Tarihi Hazineler
Tarihi Hazineler

Tarihi Hazineler

1973’te bir sürücü tarafından vurulan Ténéré ağacından; ISID tarafından tahrip edilen paha biçilmez eserlere; buldozerle yıkılan Maya piramidine kadar işte dünyanın yakın zamana kadar kaybettiği tarihi hazineler

Antik Şehir Nimrud

Palmira Antik Kenti
Palmira Antik Kenti

Günümüzde Nimrud olarak bilinen eski Asur şehri Kalhu’nun İncil’de geçen “Nemrut” ile bağlantılı olduğu biliniyordu ancak bugün iki şehrin bu ilişkisi yanlış olarak kabul ediliyor. Kalhu adıyla Kral Shalmaneser tarafından kurulan şehir MÖ 1350 ile 60 yılları arasında gelişmiştir. Bir saray inşa etmek ve başkenti Asur’dan şehre taşımak için kapsamlı çalışmalar yapan Kral II. Ashurnasirpal yönetiminde Kalhu M. Ö. 879’da Asur İmparatorluğu’nun siyasi başkenti oldu. Kral Sennacherib tarafından başkent M. Ö. 705 yılında Nineve’ye taşındı. Asur döneminden sonra Kalhu Hellenistik ve Part İmparatorluğu dönemlerinde varlığını sürdürdü. Musul’un yerlilerinden Hürmüz Rassam ve William Loftus tarafından takip edilen bölgede 19. yüzyılın ortalarında İngiliz Austen Layard kapsamlı kazılar gerçekleştirdi.
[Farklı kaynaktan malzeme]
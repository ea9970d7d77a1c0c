use chrono::{DateTime, NaiveDate, Utc};
use serde::{Deserialize, Serialize};
use std::fmt;
use uuid::Uuid;

#[derive(Debug, Clone, Serialize, Deserialize)]
pub struct Task {
    pub id: String,
    pub title: String,
    pub assignee: String,
    pub status: TaskStatus,
    pub due_date: Option<NaiveDate>,
    pub created_at: DateTime<Utc>,
}

impl Task {
    pub fn new(title: impl Into<String>, assignee: impl Into<String>) -> Self {
        Self {
            id: Uuid::new_v4().to_string(),
            title: title.into(),
            assignee: assignee.into(),
            status: TaskStatus::Open,
            due_date: None,
            created_at: Utc::now(),
        }
    }

    pub fn with_due_date(mut self, due_date: NaiveDate) -> Self {
        self.due_date = Some(due_date);
        self
    }
}

#[derive(Debug, Clone, Copy, PartialEq, Eq, Serialize, Deserialize)]
#[serde(rename_all = "snake_case")]
pub enum TaskStatus {
    Open,
    InProgress,
    Done,
}

impl fmt::Display for TaskStatus {
    fn fmt(&self, f: &mut fmt::Formatter<'_>) -> fmt::Result {
        match self {
            TaskStatus::Open => write!(f, "open"),
            TaskStatus::InProgress => write!(f, "in progress"),
            TaskStatus::Done => write!(f, "done"),
        }
    }
}

#[cfg(test)]
mod tests {
    use super::*;

    #[test]
    fn test_task_new_defaults() {
        let task = Task::new("Restock shelves", "ada");
        assert_eq!(task.status, TaskStatus::Open);
        assert!(task.due_date.is_none());
        assert!(!task.id.is_empty());
    }

    #[test]
    fn test_task_serde_status_names() {
        let task = Task::new("Count inventory", "ada");
        let value = serde_json::to_value(&task).unwrap();
        assert_eq!(value["status"], "open");

        let mut task = task;
        task.status = TaskStatus::InProgress;
        let value = serde_json::to_value(&task).unwrap();
        assert_eq!(value["status"], "in_progress");
    }
}
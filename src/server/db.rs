//! Mirror-side persistence: one row per sync key.

use std::path::{Path, PathBuf};
use std::str::FromStr;

use chrono::Utc;
use sqlx::sqlite::{SqliteConnectOptions, SqlitePool, SqlitePoolOptions};

/// A stored snapshot row.
#[derive(Debug, Clone, sqlx::FromRow)]
pub struct SnapshotRow {
    pub sync_key: String,
    pub payload: String,
    pub last_updated: String,
}

/// Initialize the mirror database and its schema.
pub async fn init_mirror_db(path: impl AsRef<Path>) -> Result<SqlitePool, sqlx::Error> {
    let path: PathBuf = path.as_ref().to_path_buf();

    if let Some(parent) = path.parent() {
        std::fs::create_dir_all(parent).map_err(sqlx::Error::Io)?;
    }

    let db_url = format!("sqlite:{}?mode=rwc", path.display());
    let options = SqliteConnectOptions::from_str(&db_url)?.create_if_missing(true);

    let pool = SqlitePoolOptions::new()
        .max_connections(5)
        .connect_with(options)
        .await?;

    sqlx::query(
        r#"
        CREATE TABLE IF NOT EXISTS sync_snapshots (
            sync_key TEXT PRIMARY KEY,
            payload TEXT NOT NULL,
            last_updated TEXT NOT NULL
        )
        "#,
    )
    .execute(&pool)
    .await?;

    Ok(pool)
}

/// Repository over the `sync_snapshots` table.
#[derive(Debug, Clone)]
pub struct MirrorRepository {
    pool: SqlitePool,
}

impl MirrorRepository {
    pub fn new(pool: SqlitePool) -> Self {
        Self { pool }
    }

    /// Fetches the snapshot row for a sync key, if one exists.
    pub async fn fetch(&self, sync_key: &str) -> Result<Option<SnapshotRow>, sqlx::Error> {
        sqlx::query_as("SELECT sync_key, payload, last_updated FROM sync_snapshots WHERE sync_key = ?")
            .bind(sync_key)
            .fetch_optional(&self.pool)
            .await
    }

    /// Creates or fully replaces the row for a sync key.
    ///
    /// Returns the stored `last_updated` timestamp.
    pub async fn upsert(&self, sync_key: &str, payload: &str) -> Result<String, sqlx::Error> {
        let last_updated = Utc::now().to_rfc3339();

        sqlx::query(
            r#"
            INSERT INTO sync_snapshots (sync_key, payload, last_updated) VALUES (?, ?, ?)
            ON CONFLICT (sync_key) DO UPDATE
                SET payload = excluded.payload, last_updated = excluded.last_updated
            "#,
        )
        .bind(sync_key)
        .bind(payload)
        .bind(&last_updated)
        .execute(&self.pool)
        .await?;

        Ok(last_updated)
    }
}

#[cfg(test)]
mod tests {
    use super::*;
    use tempfile::tempdir;

    async fn setup() -> (MirrorRepository, tempfile::TempDir) {
        let temp_dir = tempdir().unwrap();
        let pool = init_mirror_db(temp_dir.path().join("mirror.db")).await.unwrap();
        (MirrorRepository::new(pool), temp_dir)
    }

    #[tokio::test]
    async fn test_fetch_unknown_key_is_none() {
        let (repo, _temp) = setup().await;
        assert!(repo.fetch("nobody").await.unwrap().is_none());
    }

    #[tokio::test]
    async fn test_upsert_replaces_payload() {
        let (repo, _temp) = setup().await;

        repo.upsert("k1", r#"{"tasks":[]}"#).await.unwrap();
        repo.upsert("k1", r#"{"tasks":[{"id":"t1"}]}"#).await.unwrap();

        let row = repo.fetch("k1").await.unwrap().unwrap();
        assert_eq!(row.payload, r#"{"tasks":[{"id":"t1"}]}"#);
    }

    #[tokio::test]
    async fn test_keys_are_isolated() {
        let (repo, _temp) = setup().await;

        repo.upsert("alpha", r#"{"a":1}"#).await.unwrap();
        repo.upsert("beta", r#"{"b":2}"#).await.unwrap();

        assert_eq!(repo.fetch("alpha").await.unwrap().unwrap().payload, r#"{"a":1}"#);
        assert_eq!(repo.fetch("beta").await.unwrap().unwrap().payload, r#"{"b":2}"#);
    }
}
Tarihi Hazineler – Yeni Kazılar

Bölgede daha yeni kazılar 1950’lerde ve 1960’larda Irak İngiliz Arkeoloji Okulu tarafından Max Mallowan ve diğer İngiliz arkeologlar tarafından yapıldı. Irak Cumhuriyeti Eski Eserler Müdürlüğü tarafından daha fazla kazı gerçekleştirilmiştir. Polonya Akdeniz Arkeoloji Merkezi’nden bir ekip, 1974’te tüm siteyi belgeledi. En büyük ve en sıra dışı fildişi koleksiyonlarından biri de Nimrud antik kentinin çeşitli yerlerinde ortaya çıkarıldı ve şu anda dünyanın dört bir yanına dağılmış durumda. Ana parçaları British Museum ve Irak Ulusal Müzesi’nde sergileniyor. Uzun yıllar boyunca, şehrin kalıntıları çeşitli elementlere maruz kalmaktan kaynaklanan tehditlerle karşı karşıya kaldı.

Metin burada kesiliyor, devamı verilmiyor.